A.
Evaluasi Tes
Evaluasi
hasil tes bertujuan mengetahui kualitas butir tes/butir soal sebelum digunakan.
Cara menalaah butir-butir tes adalah :
1. telaah
secara kualitatif, yakni oleh teman sejawat dalam rumpun keahlian yang sama,
2. telaah
secara kuantitatif, yakni analisis berdasarkan hasil uji coba atau hasil
penggunaan tes setelah diuji cobakan,
selanjutnya
hasil tes dianalisis untuk mengetahui tujuan pembelajarnan yang telah dicapai,
yaitu yang dinyatakan dengan penguasaan kemampuan dasar.

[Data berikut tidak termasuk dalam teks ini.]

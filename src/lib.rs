//! NWS weather forecasts exposed as MCP tools over stdio or streamable HTTP.

pub mod cli;
pub mod clients;
pub mod core;
pub mod domain;
pub mod infra;
pub mod tools;
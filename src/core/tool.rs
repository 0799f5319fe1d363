use async_trait::async_trait;

use crate::domain::{
    CoordinateInput, FetchError, ForecastKind, ForecastPayload, ForecastResponse,
    GridpointForecastResponse, HourlyForecastResponse,
};

/// Upstream forecast source. Implementations resolve the coordinate to a
/// gridpoint and fetch one representation; errors are returned as-is.
#[async_trait]
pub trait ForecastFetcher: Send + Sync + 'static {
    async fn forecast(&self, latitude: &str, longitude: &str)
        -> Result<ForecastResponse, FetchError>;

    async fn hourly_forecast(
        &self,
        latitude: &str,
        longitude: &str,
    ) -> Result<HourlyForecastResponse, FetchError>;

    async fn gridpoint_forecast(
        &self,
        latitude: &str,
        longitude: &str,
    ) -> Result<GridpointForecastResponse, FetchError>;
}

impl ForecastKind {
    /// Run the fetch operation belonging to this kind and tag the result.
    pub async fn fetch(
        self,
        fetcher: &dyn ForecastFetcher,
        coords: &CoordinateInput,
    ) -> Result<ForecastPayload, FetchError> {
        let (lat, lon) = (coords.latitude.as_str(), coords.longitude.as_str());
        Ok(match self {
            ForecastKind::Forecast => ForecastPayload::Summary(fetcher.forecast(lat, lon).await?),
            ForecastKind::HourlyForecast => {
                ForecastPayload::Hourly(fetcher.hourly_forecast(lat, lon).await?)
            }
            ForecastKind::GridpointForecast => {
                ForecastPayload::Gridpoint(fetcher.gridpoint_forecast(lat, lon).await?)
            }
        })
    }
}

#[cfg(test)]
pub(crate) mod testing {
    //! In-memory fetcher for handler tests.

    use super::*;
    use std::sync::atomic::{AtomicUsize, Ordering};
    use std::sync::Mutex;

    /// Serves canned documents; any latitude listed in `failing` gets a 404.
    #[derive(Default)]
    pub struct StubFetcher {
        pub summary: ForecastResponse,
        pub hourly: HourlyForecastResponse,
        pub gridpoint: GridpointForecastResponse,
        pub failing: Vec<String>,
        pub calls: Mutex<Vec<(&'static str, String, String)>>,
        pub in_flight_max: AtomicUsize,
        pub in_flight: AtomicUsize,
        pub delay_ms: u64,
    }

    impl StubFetcher {
        async fn enter(&self, op: &'static str, lat: &str, lon: &str) -> Result<(), FetchError> {
            self.calls
                .lock()
                .unwrap()
                .push((op, lat.to_string(), lon.to_string()));
            let now = self.in_flight.fetch_add(1, Ordering::SeqCst) + 1;
            self.in_flight_max.fetch_max(now, Ordering::SeqCst);
            if self.delay_ms > 0 {
                tokio::time::sleep(std::time::Duration::from_millis(self.delay_ms)).await;
            }
            self.in_flight.fetch_sub(1, Ordering::SeqCst);
            if self.failing.iter().any(|f| f == lat) {
                return Err(FetchError::Status {
                    url: format!("stub://points/{lat},{lon}"),
                    status: 404,
                });
            }
            Ok(())
        }
    }

    #[async_trait]
    impl ForecastFetcher for StubFetcher {
        async fn forecast(&self, lat: &str, lon: &str) -> Result<ForecastResponse, FetchError> {
            self.enter("forecast", lat, lon).await?;
            Ok(self.summary.clone())
        }

        async fn hourly_forecast(
            &self,
            lat: &str,
            lon: &str,
        ) -> Result<HourlyForecastResponse, FetchError> {
            self.enter("hourly", lat, lon).await?;
            Ok(self.hourly.clone())
        }

        async fn gridpoint_forecast(
            &self,
            lat: &str,
            lon: &str,
        ) -> Result<GridpointForecastResponse, FetchError> {
            self.enter("gridpoint", lat, lon).await?;
            Ok(self.gridpoint.clone())
        }
    }

    /// Never completes; used to exercise cancellation.
    pub struct HangingFetcher;

    #[async_trait]
    impl ForecastFetcher for HangingFetcher {
        async fn forecast(&self, _: &str, _: &str) -> Result<ForecastResponse, FetchError> {
            std::future::pending().await
        }
        async fn hourly_forecast(
            &self,
            _: &str,
            _: &str,
        ) -> Result<HourlyForecastResponse, FetchError> {
            std::future::pending().await
        }
        async fn gridpoint_forecast(
            &self,
            _: &str,
            _: &str,
        ) -> Result<GridpointForecastResponse, FetchError> {
            std::future::pending().await
        }
    }
}
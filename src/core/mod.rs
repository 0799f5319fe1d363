//! Core contracts: the fetcher seam, result encoding and protocol error mapping.

pub mod content;
pub mod error;
pub mod tool;
//! The three NWS forecast tools, served through one handler.

pub mod tool_router;

pub use tool_router::{ForecastRouter, ForecastSvc};
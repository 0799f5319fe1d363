use std::process::ExitCode;

use clap::Parser;
use mcp_nws::cli::Cli;
use mcp_nws::infra::{self, config::Config};

#[tokio::main]
async fn main() -> ExitCode {
    infra::logging::init();

    let cli = Cli::parse();
    let cfg = Config::from_cli(&cli);

    match infra::boot::run(cfg).await {
        Ok(()) => ExitCode::SUCCESS,
        Err(e) => {
            tracing::error!(error = %e, "server failed");
            ExitCode::FAILURE
        }
    }
}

Persyaratan untuk menyiapkan butir-butir
tes dengan baik adalah :
1. menguasai
materi yang diujikan,
2. menguasai
penulisan soal, dan
3. menguasai
penggunaan bahasa Indonesia yang baik dan benar.
Telaah butir tes dilakukan terhadap beberapa
asek, yaitu :
1. Aspek
materi berkaitan dengan subtansi keilmuan yang ditanyakan serta tingkat berikir
yang terlibat.
2. Aspek
konstruksi berkaitan dengan teknik penulisan soal yang baik, yaitu bentuk
objektif dan non-objektif.
3. Aspek
bahas berkaitan dengan kekomunikatifan/kejelasan hal yang ditanyakan.
Kualitas butir soal juga dilihat dari
tingkat berfikir yang diperlukan dalam mengerjakan soal. Apabila digunakan
taksonmi ranah kognitif menurut Bloom, sebaiknya soal lebih banyak pada aspek
pemahaman, aplikasi, dan analisi.
Aplikasi yang dimaksud adalah yang belum diajarkan, namun konsepnya
sudah diajarkan. Untuk menyiapkan soal harus dilakukan secara bertahap, misal
setiap selesai mengajar disiapkan suatu soal untuk suatu konsep tertentu.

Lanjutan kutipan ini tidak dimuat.